### EXERCISE DETAILS:
Every line from the start of the listing below through the line that contains "pub fn append(&mut" is to be reproduced word for word.

[RECORDS SHOWN]

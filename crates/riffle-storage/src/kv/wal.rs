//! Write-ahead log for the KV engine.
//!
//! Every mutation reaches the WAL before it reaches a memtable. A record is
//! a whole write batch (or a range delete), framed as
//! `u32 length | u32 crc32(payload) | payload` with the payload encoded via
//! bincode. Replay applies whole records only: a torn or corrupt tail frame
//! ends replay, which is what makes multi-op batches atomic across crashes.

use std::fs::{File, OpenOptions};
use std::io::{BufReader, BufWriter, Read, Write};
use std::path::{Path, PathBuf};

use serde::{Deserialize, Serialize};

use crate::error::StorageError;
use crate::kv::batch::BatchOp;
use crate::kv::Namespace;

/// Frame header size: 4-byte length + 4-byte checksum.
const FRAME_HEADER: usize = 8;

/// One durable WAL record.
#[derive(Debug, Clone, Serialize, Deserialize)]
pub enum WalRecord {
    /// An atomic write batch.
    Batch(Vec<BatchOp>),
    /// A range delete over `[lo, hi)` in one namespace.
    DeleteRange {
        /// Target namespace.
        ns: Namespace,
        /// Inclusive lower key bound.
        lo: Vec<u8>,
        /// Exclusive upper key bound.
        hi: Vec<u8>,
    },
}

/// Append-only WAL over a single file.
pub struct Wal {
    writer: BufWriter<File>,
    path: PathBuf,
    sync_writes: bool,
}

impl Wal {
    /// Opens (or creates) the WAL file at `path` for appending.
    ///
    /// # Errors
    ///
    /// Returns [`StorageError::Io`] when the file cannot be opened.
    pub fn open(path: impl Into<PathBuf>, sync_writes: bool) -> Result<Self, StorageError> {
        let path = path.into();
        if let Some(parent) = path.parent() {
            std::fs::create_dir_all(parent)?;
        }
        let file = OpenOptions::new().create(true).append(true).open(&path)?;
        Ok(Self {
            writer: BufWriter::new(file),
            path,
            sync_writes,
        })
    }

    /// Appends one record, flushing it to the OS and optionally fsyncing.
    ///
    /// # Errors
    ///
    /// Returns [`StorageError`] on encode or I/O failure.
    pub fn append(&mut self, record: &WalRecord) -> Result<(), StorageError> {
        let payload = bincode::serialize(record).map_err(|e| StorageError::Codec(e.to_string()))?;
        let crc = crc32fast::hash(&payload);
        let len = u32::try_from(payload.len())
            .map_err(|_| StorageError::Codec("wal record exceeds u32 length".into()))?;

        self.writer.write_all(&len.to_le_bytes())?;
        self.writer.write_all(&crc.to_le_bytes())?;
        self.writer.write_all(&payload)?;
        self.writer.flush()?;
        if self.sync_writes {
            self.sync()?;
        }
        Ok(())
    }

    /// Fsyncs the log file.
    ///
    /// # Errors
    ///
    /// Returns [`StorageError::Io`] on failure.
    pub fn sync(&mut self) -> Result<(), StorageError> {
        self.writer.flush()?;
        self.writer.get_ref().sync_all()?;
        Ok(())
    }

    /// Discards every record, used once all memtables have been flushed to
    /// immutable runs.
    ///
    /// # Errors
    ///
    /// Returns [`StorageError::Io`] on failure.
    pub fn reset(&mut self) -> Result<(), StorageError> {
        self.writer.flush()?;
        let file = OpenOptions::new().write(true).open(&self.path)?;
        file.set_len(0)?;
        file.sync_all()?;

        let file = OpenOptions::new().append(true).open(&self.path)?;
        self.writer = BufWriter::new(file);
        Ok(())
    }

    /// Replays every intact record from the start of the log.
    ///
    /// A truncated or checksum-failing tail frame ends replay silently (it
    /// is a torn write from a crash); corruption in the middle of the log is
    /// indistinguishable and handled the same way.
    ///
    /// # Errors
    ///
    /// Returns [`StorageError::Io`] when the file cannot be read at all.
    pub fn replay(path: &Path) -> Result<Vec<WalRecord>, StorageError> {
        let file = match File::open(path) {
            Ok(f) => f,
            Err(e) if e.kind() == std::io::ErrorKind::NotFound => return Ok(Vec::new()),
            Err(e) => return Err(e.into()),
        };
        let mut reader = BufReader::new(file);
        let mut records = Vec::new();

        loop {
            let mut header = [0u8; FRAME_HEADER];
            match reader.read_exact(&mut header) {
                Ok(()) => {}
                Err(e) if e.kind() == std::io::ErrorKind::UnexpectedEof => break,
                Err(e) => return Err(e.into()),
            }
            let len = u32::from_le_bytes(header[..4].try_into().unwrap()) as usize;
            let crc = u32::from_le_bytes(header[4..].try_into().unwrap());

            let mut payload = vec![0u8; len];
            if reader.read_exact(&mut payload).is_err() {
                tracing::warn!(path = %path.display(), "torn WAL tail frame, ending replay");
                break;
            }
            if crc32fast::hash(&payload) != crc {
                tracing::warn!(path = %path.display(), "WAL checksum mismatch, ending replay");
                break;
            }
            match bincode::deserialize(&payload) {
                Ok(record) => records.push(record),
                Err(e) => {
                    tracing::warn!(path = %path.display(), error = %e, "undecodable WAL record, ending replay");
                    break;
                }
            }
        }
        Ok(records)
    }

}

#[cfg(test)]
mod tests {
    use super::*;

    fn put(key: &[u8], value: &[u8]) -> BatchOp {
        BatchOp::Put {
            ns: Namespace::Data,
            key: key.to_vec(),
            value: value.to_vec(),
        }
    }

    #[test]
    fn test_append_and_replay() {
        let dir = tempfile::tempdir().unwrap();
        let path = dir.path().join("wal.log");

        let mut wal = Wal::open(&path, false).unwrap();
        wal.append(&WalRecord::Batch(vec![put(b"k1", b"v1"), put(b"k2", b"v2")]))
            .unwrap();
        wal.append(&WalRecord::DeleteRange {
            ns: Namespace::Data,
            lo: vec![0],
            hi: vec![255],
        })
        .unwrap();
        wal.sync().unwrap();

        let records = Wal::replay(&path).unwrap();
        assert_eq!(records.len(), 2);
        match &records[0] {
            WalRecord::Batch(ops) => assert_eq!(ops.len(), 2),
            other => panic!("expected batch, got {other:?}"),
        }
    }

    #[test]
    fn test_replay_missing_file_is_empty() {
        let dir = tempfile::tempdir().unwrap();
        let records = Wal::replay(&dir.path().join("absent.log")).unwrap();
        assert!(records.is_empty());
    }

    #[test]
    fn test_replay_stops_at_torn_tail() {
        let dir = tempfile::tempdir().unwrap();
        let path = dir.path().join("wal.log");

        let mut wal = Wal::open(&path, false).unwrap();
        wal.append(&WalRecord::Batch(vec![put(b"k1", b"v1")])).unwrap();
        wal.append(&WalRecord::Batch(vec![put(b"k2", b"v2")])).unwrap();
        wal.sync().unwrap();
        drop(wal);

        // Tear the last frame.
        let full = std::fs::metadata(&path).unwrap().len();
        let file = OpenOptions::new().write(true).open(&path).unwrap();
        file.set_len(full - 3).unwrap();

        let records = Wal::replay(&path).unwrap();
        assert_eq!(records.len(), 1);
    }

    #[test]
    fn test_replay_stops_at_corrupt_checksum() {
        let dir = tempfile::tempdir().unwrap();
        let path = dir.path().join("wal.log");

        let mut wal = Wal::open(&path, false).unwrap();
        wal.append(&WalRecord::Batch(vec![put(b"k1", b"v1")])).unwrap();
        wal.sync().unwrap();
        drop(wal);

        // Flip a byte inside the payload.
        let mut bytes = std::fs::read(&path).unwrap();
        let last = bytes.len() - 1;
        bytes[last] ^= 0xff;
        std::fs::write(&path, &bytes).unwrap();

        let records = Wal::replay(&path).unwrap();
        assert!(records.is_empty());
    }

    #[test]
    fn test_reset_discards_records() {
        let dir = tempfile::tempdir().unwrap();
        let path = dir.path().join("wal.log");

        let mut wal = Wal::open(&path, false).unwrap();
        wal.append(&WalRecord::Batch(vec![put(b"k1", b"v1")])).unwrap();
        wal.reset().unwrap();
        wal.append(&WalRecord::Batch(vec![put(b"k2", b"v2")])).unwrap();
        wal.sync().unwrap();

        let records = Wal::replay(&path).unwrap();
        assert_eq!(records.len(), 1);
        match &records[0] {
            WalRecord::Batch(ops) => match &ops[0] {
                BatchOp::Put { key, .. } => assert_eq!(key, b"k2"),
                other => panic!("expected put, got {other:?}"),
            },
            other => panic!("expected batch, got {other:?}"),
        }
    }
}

[/RECORDS SHOWN]

### ANSWER SPACE:
filename crates/riffle-storage/src/kv/wal.rs
//! Write-ahead log for the KV engine.
//!
//! Every mutation reaches the WAL before it reaches a memtable. A record is
//! a whole write batch (or a range delete), framed as
//! `u32 length | u32 crc32(payload) | payload` with the payload encoded via
//! bincode. Replay applies whole records only: a torn or corrupt tail frame
//! ends replay, which is what makes multi-op batches atomic across crashes.

use std::fs::{File, OpenOptions};
use std::io::{BufReader, BufWriter, Read, Write};
use std::path::{Path, PathBuf};

use serde::{Deserialize, Serialize};

use crate::error::StorageError;
use crate::kv::batch::BatchOp;
use crate::kv::Namespace;

/// Frame header size: 4-byte length + 4-byte checksum.
const FRAME_HEADER: usize = 8;

/// One durable WAL record.
#[derive(Debug, Clone, Serialize, Deserialize)]
pub enum WalRecord {
    /// An atomic write batch.
    Batch(Vec<BatchOp>),
    /// A range delete over `[lo, hi)` in one namespace.
    DeleteRange {
        /// Target namespace.
        ns: Namespace,
        /// Inclusive lower key bound.
        lo: Vec<u8>,
        /// Exclusive upper key bound.
        hi: Vec<u8>,
    },
}

/// Append-only WAL over a single file.
pub struct Wal {
    writer: BufWriter<File>,
    path: PathBuf,
    sync_writes: bool,
}

impl Wal {
    /// Opens (or creates) the WAL file at `path` for appending.
    ///
    /// # Errors
    ///
    /// Returns [`StorageError::Io`] when the file cannot be opened.
    pub fn open(path: impl Into<PathBuf>, sync_writes: bool) -> Result<Self, StorageError> {
        let path = path.into();
        if let Some(parent) = path.parent() {
            std::fs::create_dir_all(parent)?;
        }
        let file = OpenOptions::new().create(true).append(true).open(&path)?;
        Ok(Self {
            writer: BufWriter::new(file),
            path,
            sync_writes,
        })
    }

    /// Appends one record, flushing it to the OS and optionally fsyncing.
    ///
    /// # Errors
    ///
    /// Returns [`StorageError`] on encode or I/O failure.
    pub fn append(&mut self, record: &WalRecord) -> Result<(), StorageError> {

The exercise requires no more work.